### [The problem]
From the records below, give the number of lines that contain the string "aggregate", without any other text.

### [Study material]
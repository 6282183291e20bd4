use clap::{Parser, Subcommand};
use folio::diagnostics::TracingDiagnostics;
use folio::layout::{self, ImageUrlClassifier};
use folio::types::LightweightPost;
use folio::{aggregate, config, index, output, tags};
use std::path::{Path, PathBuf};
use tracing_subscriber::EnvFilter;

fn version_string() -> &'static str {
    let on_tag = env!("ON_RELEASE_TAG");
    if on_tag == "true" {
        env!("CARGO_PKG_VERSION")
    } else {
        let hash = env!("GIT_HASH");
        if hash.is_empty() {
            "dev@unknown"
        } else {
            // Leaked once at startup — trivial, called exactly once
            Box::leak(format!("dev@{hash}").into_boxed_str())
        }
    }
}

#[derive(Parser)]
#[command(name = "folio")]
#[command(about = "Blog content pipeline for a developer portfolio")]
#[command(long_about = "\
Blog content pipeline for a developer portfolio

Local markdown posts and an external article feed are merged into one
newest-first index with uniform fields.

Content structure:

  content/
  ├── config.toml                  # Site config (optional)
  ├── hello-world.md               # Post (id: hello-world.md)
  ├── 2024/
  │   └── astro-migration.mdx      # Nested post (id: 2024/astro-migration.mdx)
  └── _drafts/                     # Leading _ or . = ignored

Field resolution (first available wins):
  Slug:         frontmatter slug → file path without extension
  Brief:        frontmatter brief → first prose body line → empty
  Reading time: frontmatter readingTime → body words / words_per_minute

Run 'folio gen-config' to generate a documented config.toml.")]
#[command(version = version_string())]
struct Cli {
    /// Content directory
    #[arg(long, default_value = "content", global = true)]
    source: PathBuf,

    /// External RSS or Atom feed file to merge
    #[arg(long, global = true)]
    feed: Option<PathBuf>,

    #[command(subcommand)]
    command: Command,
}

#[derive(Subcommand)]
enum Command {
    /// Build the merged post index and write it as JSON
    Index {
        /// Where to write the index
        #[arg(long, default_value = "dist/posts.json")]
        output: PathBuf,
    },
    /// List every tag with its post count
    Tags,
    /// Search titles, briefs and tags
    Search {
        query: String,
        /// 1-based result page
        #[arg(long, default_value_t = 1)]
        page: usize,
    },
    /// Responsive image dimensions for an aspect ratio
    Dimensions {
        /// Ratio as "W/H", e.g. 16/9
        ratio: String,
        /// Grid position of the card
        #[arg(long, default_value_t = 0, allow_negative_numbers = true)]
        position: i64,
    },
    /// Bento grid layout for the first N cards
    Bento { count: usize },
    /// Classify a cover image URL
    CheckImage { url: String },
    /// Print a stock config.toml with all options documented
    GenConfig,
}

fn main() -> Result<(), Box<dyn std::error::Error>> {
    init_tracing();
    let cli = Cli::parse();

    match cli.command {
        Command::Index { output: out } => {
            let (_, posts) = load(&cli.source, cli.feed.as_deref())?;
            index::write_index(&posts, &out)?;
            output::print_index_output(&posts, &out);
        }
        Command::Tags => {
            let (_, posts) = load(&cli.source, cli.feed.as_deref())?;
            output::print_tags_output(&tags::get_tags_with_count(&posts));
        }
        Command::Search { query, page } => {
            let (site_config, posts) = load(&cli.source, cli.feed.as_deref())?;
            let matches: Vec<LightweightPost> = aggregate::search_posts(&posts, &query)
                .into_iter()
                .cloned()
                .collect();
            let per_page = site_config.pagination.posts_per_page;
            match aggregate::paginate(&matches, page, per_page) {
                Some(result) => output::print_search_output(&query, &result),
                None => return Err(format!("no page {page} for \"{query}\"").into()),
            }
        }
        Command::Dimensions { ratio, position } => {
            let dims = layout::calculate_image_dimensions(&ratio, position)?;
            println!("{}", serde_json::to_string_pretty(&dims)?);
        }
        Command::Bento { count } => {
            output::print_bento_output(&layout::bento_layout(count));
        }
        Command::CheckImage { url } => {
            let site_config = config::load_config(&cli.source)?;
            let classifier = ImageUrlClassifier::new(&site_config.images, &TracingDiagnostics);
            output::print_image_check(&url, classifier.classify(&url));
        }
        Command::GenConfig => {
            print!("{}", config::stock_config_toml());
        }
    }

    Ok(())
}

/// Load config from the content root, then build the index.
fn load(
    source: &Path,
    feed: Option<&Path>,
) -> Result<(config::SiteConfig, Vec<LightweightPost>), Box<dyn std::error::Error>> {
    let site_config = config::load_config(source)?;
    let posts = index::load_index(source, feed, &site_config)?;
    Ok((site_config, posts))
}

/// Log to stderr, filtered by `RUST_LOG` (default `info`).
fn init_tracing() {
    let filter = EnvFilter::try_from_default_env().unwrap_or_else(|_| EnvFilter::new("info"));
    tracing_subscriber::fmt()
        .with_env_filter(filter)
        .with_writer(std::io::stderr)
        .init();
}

### [Output of the task]
3